*** Records shown ***

use regex::Regex;
use std::sync::LazyLock;

static APIM_SKU_NAME_REGEX: LazyLock<Regex> = LazyLock::new(|| {
    Regex::new(
        r"^(Consumption_0|Basic_(1|2)|Developer_1|Standard_[1-4]|Premium_([1-9]|[1-9][0-9])|BasicV2_([1-9]|10)|StandardV2_([1-9]|10))$",
    )
    .expect("APIM_SKU_NAME_REGEX is a valid regex pattern")
});

static SERVICE_NAME_REGEX: LazyLock<Regex> = LazyLock::new(|| {
    Regex::new(r"^[a-zA-Z](?:[a-zA-Z0-9-]{0,48}[a-zA-Z0-9])?$")
        .expect("SERVICE_NAME_REGEX is a valid regex pattern")
});

static CHILD_NAME_REGEX: LazyLock<Regex> = LazyLock::new(|| {
    Regex::new(r"^[a-zA-Z0-9]([a-zA-Z0-9-]{0,78}[a-zA-Z0-9])?$")
        .expect("CHILD_NAME_REGEX is a valid regex pattern")
});

static API_NAME_REGEX: LazyLock<Regex> = LazyLock::new(|| {
    Regex::new(r"^[^*#&+:<>?]{1,256}$").expect("API_NAME_REGEX is a valid regex pattern")
});

static API_PATH_REGEX: LazyLock<Regex> = LazyLock::new(|| {
    Regex::new(r"^(?:|[\w.][\w\-/.]{0,398}[\w\-]|[\w.])$")
        .expect("API_PATH_REGEX is a valid regex pattern")
});

static BACKEND_NAME_REGEX: LazyLock<Regex> = LazyLock::new(|| {
    Regex::new(r"^[\w]$|^[\w][\w\-]{0,78}[\w]$")
        .expect("BACKEND_NAME_REGEX is a valid regex pattern")
});

static PUBLISHER_NAME_REGEX: LazyLock<Regex> = LazyLock::new(|| {
    Regex::new(r"^\S$|^\S.{0,98}\S$").expect("PUBLISHER_NAME_REGEX is a valid regex pattern")
});

static EMAIL_REGEX: LazyLock<Regex> = LazyLock::new(|| {
    Regex::new(r"^[\w!#$%&'*+/=?^`{|}~.-]+@[A-Za-z0-9-]+(\.[A-Za-z0-9-]+)+$")
        .expect("EMAIL_REGEX is a valid regex pattern")
});

static NAMED_VALUE_DISPLAY_NAME_REGEX: LazyLock<Regex> = LazyLock::new(|| {
    Regex::new(r"^[A-Za-z0-9\-._]+$")
        .expect("NAMED_VALUE_DISPLAY_NAME_REGEX is a valid regex pattern")
});

const PUBLISHER_EMAIL_MAX_LENGTH: usize = 100;

/// `{tier}_{capacity}` as accepted by the service
pub fn apim_sku_name(value: &str) -> Result<(), String> {
    if !APIM_SKU_NAME_REGEX.is_match(value) {
        return Err(format!(
            "{:?} is not a valid sku name; expected Consumption_0, Basic_1-2, Developer_1, Standard_1-4, Premium_1-99, BasicV2_1-10 or StandardV2_1-10",
            value
        ));
    }
    Ok(())
}

/// Splits a sku name into tier and capacity
pub fn split_sku_name(value: &str) -> Option<(&str, i64)> {
    let (tier, capacity) = value.split_once('_')?;
    Some((tier, capacity.parse().ok()?))
}

pub fn api_management_service_name(value: &str) -> Result<(), String> {
    if !SERVICE_NAME_REGEX.is_match(value) {
        return Err(format!(
            "{:?} must be between 1 and 50 characters in length and contain only letters, numbers or hyphens, start with a letter and end with a letter or number",
            value
        ));
    }
    Ok(())
}

pub fn api_management_child_name(value: &str) -> Result<(), String> {
    if !CHILD_NAME_REGEX.is_match(value) {
        return Err(format!(
            "{:?} may only contain alphanumeric characters and dashes up to 80 characters in length",
            value
        ));
    }
    Ok(())
}

pub fn api_management_api_name(value: &str) -> Result<(), String> {
    if !API_NAME_REGEX.is_match(value) {
        return Err(format!(
            "{:?} may only be up to 256 characters in length and not include the characters `*`, `#`, `&`, `+`, `:`, `<`, `>`, `?`",
            value
        ));
    }
    Ok(())
}

pub fn api_management_api_path(value: &str) -> Result<(), String> {
    if !API_PATH_REGEX.is_match(value) {
        return Err(format!(
            "{:?} must not exceed 400 characters and cannot start with a slash or end with a slash",
            value
        ));
    }
    Ok(())
}

pub fn api_management_backend_name(value: &str) -> Result<(), String> {
    if !BACKEND_NAME_REGEX.is_match(value) {
        return Err(format!(
            "{:?} may only contain alphanumeric characters, underscores and dashes up to 80 characters in length",
            value
        ));
    }
    Ok(())
}

pub fn api_management_publisher_name(value: &str) -> Result<(), String> {
    if !PUBLISHER_NAME_REGEX.is_match(value) {
        return Err(
            "the publisher name must not be empty, must not start or end with whitespace and may be up to 100 characters"
                .to_string(),
        );
    }
    Ok(())
}

pub fn api_management_publisher_email(value: &str) -> Result<(), String> {
    if value.chars().count() > PUBLISHER_EMAIL_MAX_LENGTH {
        return Err(format!(
            "the publisher email may be up to {} characters",
            PUBLISHER_EMAIL_MAX_LENGTH
        ));
    }
    if !EMAIL_REGEX.is_match(value) {
        return Err(format!("{:?} is not a valid email address", value));
    }
    Ok(())
}

pub fn named_value_display_name(value: &str) -> Result<(), String> {
    if !NAMED_VALUE_DISPLAY_NAME_REGEX.is_match(value) {
        return Err(format!(
            "{:?} may only contain alphanumeric characters, periods, underscores and dashes",
            value
        ));
    }
    Ok(())
}

#[cfg(test)]
mod tests {
    use super::*;

    #[test]
    fn sku_names() {
        for valid in [
            "Consumption_0",
            "Basic_1",
            "Basic_2",
            "Developer_1",
            "Standard_4",
            "Premium_1",
            "Premium_99",
            "BasicV2_10",
            "StandardV2_3",
        ] {
            assert!(apim_sku_name(valid).is_ok(), "{} should be valid", valid);
        }
        for invalid in [
            "",
            "Consumption_1",
            "Basic_3",
            "Developer_2",
            "Standard_5",
            "Premium_0",
            "Premium_100",
            "premium_1",
            "BasicV2_11",
            "Standard",
        ] {
            assert!(apim_sku_name(invalid).is_err(), "{} should be invalid", invalid);
        }
    }

    #[test]
    fn sku_names_split_into_tier_and_capacity() {
        assert_eq!(split_sku_name("Premium_3"), Some(("Premium", 3)));
        assert_eq!(split_sku_name("Consumption_0"), Some(("Consumption", 0)));
        assert_eq!(split_sku_name("Premium"), None);
    }

    #[test]
    fn service_names() {
        assert!(api_management_service_name("a").is_ok());
        assert!(api_management_service_name("my-apim-1").is_ok());
        assert!(api_management_service_name("1apim").is_err());
        assert!(api_management_service_name("apim-").is_err());
        assert!(api_management_service_name("apim_1").is_err());
        assert!(api_management_service_name(&"a".repeat(51)).is_err());
    }

    #[test]
    fn child_names() {
        assert!(api_management_child_name("1version-set").is_ok());
        assert!(api_management_child_name("set-").is_err());
        assert!(api_management_child_name(&"a".repeat(80)).is_ok());
        assert!(api_management_child_name(&"a".repeat(81)).is_err());
    }

    #[test]
    fn api_names() {
        assert!(api_management_api_name("echo api (v1)").is_ok());
        assert!(api_management_api_name("").is_err());
        for bad in ["a*b", "a#b", "a&b", "a+b", "a:b", "a<b", "a>b", "a?b"] {
            assert!(api_management_api_name(bad).is_err(), "{} should be invalid", bad);
        }
        assert!(api_management_api_name(&"a".repeat(257)).is_err());
    }

    #[test]
    fn api_paths() {
        for valid in ["", "a", "echo", "api/v1", "api.v1-beta"] {
            assert!(api_management_api_path(valid).is_ok(), "{:?} should be valid", valid);
        }
        for invalid in ["/echo", "echo/", "ech o", "a".repeat(401).as_str()] {
            assert!(api_management_api_path(invalid).is_err(), "{:?} should be invalid", invalid);
        }
    }

    #[test]
    fn backend_names() {
        assert!(api_management_backend_name("b").is_ok());
        assert!(api_management_backend_name("my_backend-1").is_ok());
        assert!(api_management_backend_name("-backend").is_err());
        assert!(api_management_backend_name("backend.1").is_err());
    }

    #[test]
    fn publisher_fields() {
        assert!(api_management_publisher_name("Contoso Ltd").is_ok());
        assert!(api_management_publisher_name("C").is_ok());
        assert!(api_management_publisher_name(" Contoso").is_err());
        assert!(api_management_publisher_name("").is_err());

        assert!(api_management_publisher_email("admin@contoso.com").is_ok());
        assert!(api_management_publisher_email("admin@contoso").is_err());
        assert!(api_management_publisher_email("not-an-email").is_err());
        let long = format!("{}@contoso.com", "a".repeat(100));
        assert!(api_management_publisher_email(&long).is_err());
    }

    #[test]
    fn named_value_display_names() {
        assert!(named_value_display_name("my.value_1-x").is_ok());
        assert!(named_value_display_name("my value").is_err());
        assert!(named_value_display_name("").is_err());
    }
}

***

§ Your instructions: In the entries above, find every line with the word "admin" and list it.

§ Result of the exercise:
        assert!(api_management_publisher_email("admin@contoso.com").is_ok());
        assert!(api_management_publisher_email("admin@contoso").is_err());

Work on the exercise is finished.